El dirigente señaló que la política de apertura indiscriminada de importaciones profundiza la crisis. “No tenemos problema en competir, pero queremos igualdad de condiciones. Con los costos internos y financieros que soportamos, es imposible rivalizar con productos importados que entran sin aranceles. Nuestros productos no tienen nada que envidiarle a ningún país del mundo, pero así nos hunden”, explicó a Puntal.
A la retracción del consumo y la competencia importada se suma otro obstáculo: el acceso al financiamiento. Según Spaccesi, las pymes no cuentan con capital de respaldo para esperar mejores tiempos: “Nosotros compramos insumos, fabricamos y vendemos. Para ese circuito necesitamos crédito, tanto para comprar como para vender. Con tasas superiores al 125%, es inviable”.
Un claro ejemplo de esta situación es el sector del calzado en Córdoba, uno de los que más evidencia la gravedad de la crisis. Durante el primer semestre de 2025, el rubro acumuló una caída del 35% en ventas y una contracción del 25% en la producción, en comparación con el mismo período del año anterior. La apertura indiscriminada de importaciones y el encarecimiento del financiamiento empujaron al límite a numerosas fábricas locales, que trabajan a menos de la mitad de su capacidad instalada. Además, el cierre de talleres y la reducción de turnos se tradujo en un aumento del desempleo en el sector, que ya registra más de 2.500 puestos de trabajo perdidos en lo que va del año. Esta situación ilustra de manera dramática el impacto de la recesión sobre las pymes industriales, cuya sustentabilidad depende del consumo interno y de políticas de protección frente a la competencia externa.
A su vez, las condiciones que imponen los bancos y el endurecimiento del sistema financiero también limitan la capacidad de préstamo: “Los bancos tienen poco para prestar y lo cobran carísimo. No estamos en condiciones de acceder. A este nivel de tasas, nuestros costos se disparan y la rentabilidad desaparece”.
El Índice de Precios al Consumidor (IPC) en Córdoba mostró en julio una suba mensual del 1,9%, con aumentos marcados en alimentos, combustibles y tarifas. Esto afecta directamente a los comercios de cercanía y a la industria pyme: “La gente ajusta sus gastos, cada vez reduce más sus compras. En este contexto, las pymes se transforman en variable de ajuste de la economía”, lamentó Spaccesi.
El sector del calzado es uno de los que más evidencia la gravedad de la crisis. Durante el primer semestre, el rubro acumuló una caída del 35 por ciento en las ventas.

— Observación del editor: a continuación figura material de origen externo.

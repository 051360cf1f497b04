//! # Reviewer
//!
//! Judges the aggregated result table. Never fails: when the verdict cannot
//! be obtained the run continues as approved.

use super::{render_task, AgentContext, AgentKind};
use crate::decode::Decoded;
use crate::domain::{AgentOutput, ResultTable, Review, Task};

pub struct Reviewer;

impl Reviewer {
    pub const KIND: AgentKind = AgentKind::Reviewer;

    pub async fn review(ctx: &AgentContext, task: &Task, results: &ResultTable) -> Review {
        Self::try_review(ctx, task, results)
            .await
            .unwrap_or_else(|reason| Review::fallback(reason))
    }

    /// The verdict, or why it could not be obtained
    pub async fn try_review(
        ctx: &AgentContext,
        task: &Task,
        results: &ResultTable,
    ) -> Result<Review, String> {
        if results.change_count() == 0 {
            return Ok(Review::nothing_to_review());
        }

        let prompt = Self::prompt(task, results);
        match ctx.generate_record::<Review>(Self::KIND, &prompt).await {
            Ok(Decoded::Value(review)) => Ok(review),
            Ok(Decoded::NoChange) => Err("empty verdict".to_string()),
            Err(e) => {
                tracing::warn!(agent = %Self::KIND, error = %e, "Review unavailable, approving by default");
                Err(e.to_string())
            }
        }
    }

    fn prompt(task: &Task, results: &ResultTable) -> String {
        let mut prompt = format!("Task:\n{}\n\nProposed changes:\n", render_task(task));
        for (agent, output) in results.iter() {
            match output {
                AgentOutput::Patch(patch) => {
                    prompt.push_str(&format!(
                        "\n## {} ({})\n```diff\n{}```\n",
                        agent.display_name(),
                        agent,
                        patch.as_str()
                    ));
                }
                AgentOutput::NoChange => {
                    prompt.push_str(&format!("\n## {} ({})\nNo change proposed.\n", agent.display_name(), agent));
                }
            }
        }
        prompt
    }
}
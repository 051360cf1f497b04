//! # Refactoring Engineer

use super::{render_files, AgentKind, WorkerAgent, WorkerInput};

pub struct RefactorAgent;

impl WorkerAgent for RefactorAgent {
    fn kind(&self) -> AgentKind {
        AgentKind::Refactor
    }

    fn prompt(&self, input: &WorkerInput) -> String {
        let mut prompt = String::new();
        if !input.plan.guidelines.is_empty() {
            prompt.push_str("Project guidelines:\n");
            for guideline in &input.plan.guidelines {
                prompt.push_str(&format!("- {}\n", guideline));
            }
            prompt.push('\n');
        }
        if !input.plan.design_patterns.is_empty() {
            prompt.push_str(&format!(
                "Preferred patterns: {}\n\n",
                input.plan.design_patterns.join(", ")
            ));
        }
        prompt.push_str("Source files:\n");
        prompt.push_str(&render_files(&input.files));
        prompt.push_str("\nImprove code quality without changing behavior.");
        prompt
    }
}
//! # Orchestrator
//!
//! Drives one task from selection to commit, or a bounded sequence of tasks
//! in continuous mode.
//!
//! Only the worker stage runs in parallel. Every other stage waits for the
//! previous one, and the workspace is written only while applying patches,
//! one patch at a time.

use crate::agents::{
    apply_policy, default_workers, AgentContext, AgentKind, Architect, DevOpsAgent,
    DocumentationAgent, Reviewer, TaskSelector, WorkerAgent, WorkerInput,
};
use crate::config::OrchestratorConfig;
use crate::domain::{AgentOutput, ArchitecturePlan, Patch, ResultTable, Review, Task};
use crate::error::{AgentError, OrchestratorError};
use crate::llm::radkit_generator::RadkitGenerator;
use crate::llm::TextGenerator;
use crate::memory::{MemoryStore, ProjectMemory, RunOutcomeKind};
use crate::tools::{
    Committer, FsWorkspaceScanner, GitCommitter, PatchApplier, SkippedFile, UnifiedDiffApplier,
    WorkspaceFile, WorkspaceScanner,
};
use serde::{Deserialize, Serialize};
use std::future::Future;
use std::path::Path;
use std::sync::Arc;
use tokio::sync::{mpsc, oneshot};
use tokio_util::sync::CancellationToken;

use super::bus::MessageBus;
use super::events::{new_id, EventSink, SwarmEvent, SwarmEventKind};
use super::pipeline::{Pipeline, RunState};
use super::pool::{PoolError, WorkerPool};

const ORCHESTRATOR: &str = "orchestrator";

/// External collaborators, constructed once and shared by every run
#[derive(Clone)]
pub struct Collaborators {
    pub generator: Arc<dyn TextGenerator>,
    pub scanner: Arc<dyn WorkspaceScanner>,
    pub applier: Arc<dyn PatchApplier>,
    pub committer: Arc<dyn Committer>,
}

impl Collaborators {
    /// radkit backend, filesystem scanner and applier, git committer
    pub fn production(config: &OrchestratorConfig) -> Self {
        Self {
            generator: Arc::new(RadkitGenerator::new(config.model.clone())),
            scanner: Arc::new(FsWorkspaceScanner::from_config(config)),
            applier: Arc::new(UnifiedDiffApplier::new()),
            committer: Arc::new(GitCommitter::new()),
        }
    }
}

/// Review gate question sent to the UI
#[derive(Debug, Clone, Serialize)]
pub struct ApprovalRequest {
    pub run_id: String,
    pub task: Task,
    pub review: Review,
}

/// Human decision at the review gate
#[derive(Debug, Clone, Deserialize)]
pub struct ApprovalResponse {
    pub approved: bool,
    pub feedback: Option<String>,
}

pub type ApprovalSender = mpsc::Sender<(ApprovalRequest, oneshot::Sender<ApprovalResponse>)>;

#[derive(Debug, Clone, PartialEq, Eq, Serialize)]
#[serde(rename_all = "snake_case", tag = "outcome")]
pub enum RunOutcome {
    Completed,
    NoTasks,
    Aborted,
    Cancelled,
    Failed { reason: String },
}

/// What happened to one agent's patch
#[derive(Debug, Clone, Serialize)]
pub struct PatchSummary {
    pub agent: AgentKind,
    pub applied: Vec<String>,
    pub skipped: Vec<SkippedFile>,
    /// Set when nothing in the patch could be applied
    pub error: Option<String>,
}

impl PatchSummary {
    pub fn is_applied(&self) -> bool {
        !self.applied.is_empty()
    }
}

#[derive(Debug, Clone, Serialize)]
pub struct RunReport {
    pub run_id: String,
    pub states: Vec<RunState>,
    #[serde(flatten)]
    pub outcome: RunOutcome,
    pub task: Option<Task>,
    pub review: Option<Review>,
    pub patches: Vec<PatchSummary>,
    pub commit: Option<String>,
}

impl RunReport {
    pub fn final_state(&self) -> Option<&RunState> {
        self.states.last()
    }

    pub fn visited(&self, state: &RunState) -> bool {
        self.states.contains(state)
    }

    pub fn applied_count(&self) -> usize {
        self.patches.iter().filter(|p| p.is_applied()).count()
    }

    pub fn is_success(&self) -> bool {
        matches!(self.outcome, RunOutcome::Completed | RunOutcome::NoTasks)
    }
}

#[derive(Debug, Clone, Copy, PartialEq, Eq, Serialize)]
#[serde(rename_all = "snake_case")]
pub enum StopReason {
    NoTasksRemain,
    CeilingReached,
    RunFailed,
    Cancelled,
}

#[derive(Debug, Clone, Serialize)]
pub struct ContinuousReport {
    /// Runs that selected a task
    pub runs: Vec<RunReport>,
    pub stop_reason: StopReason,
}

/// Mutable state of one run
struct Run {
    id: String,
    pipeline: Pipeline,
    autopilot: bool,
    store: Option<MemoryStore>,
    memory: Option<ProjectMemory>,
    task: Option<Task>,
    review: Option<Review>,
    patches: Vec<PatchSummary>,
    commit: Option<String>,
}
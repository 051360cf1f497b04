//! # Memory Module
//!
//! Cross-run project state persisted as one JSON document per workspace.
//!
//! ```text
//! run start ──► MemoryStore::load_or_create ──► ProjectMemory
//!                                                   │ (read by Task-Selector)
//! run end   ◄── MemoryStore::save ◄── record_outcome ┘
//! ```

pub mod project_memory;
pub mod store;

pub use project_memory::{CompletedTask, ProjectMemory, RunOutcomeKind, BOOTSTRAP_TASK};
pub use store::MemoryStore;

El testimonio de Spaccesi resume el malestar de miles de empresarios que sostienen la economía local: “No especulamos en la timba financiera. Lo nuestro es comprar, fabricar y vender. Pero así no hay manera de sobrevivir”.
La fotografía que surge de los datos de CAME, Fedecom y APYME es contundente: menos consumo, más importaciones, costos en alza, financiamiento inaccesible y caída del empleo. Córdoba capital, históricamente motor pyme del país, atraviesa una de sus crisis más profundas en décadas, mientras sus referentes reclaman medidas urgentes para proteger la producción nacional.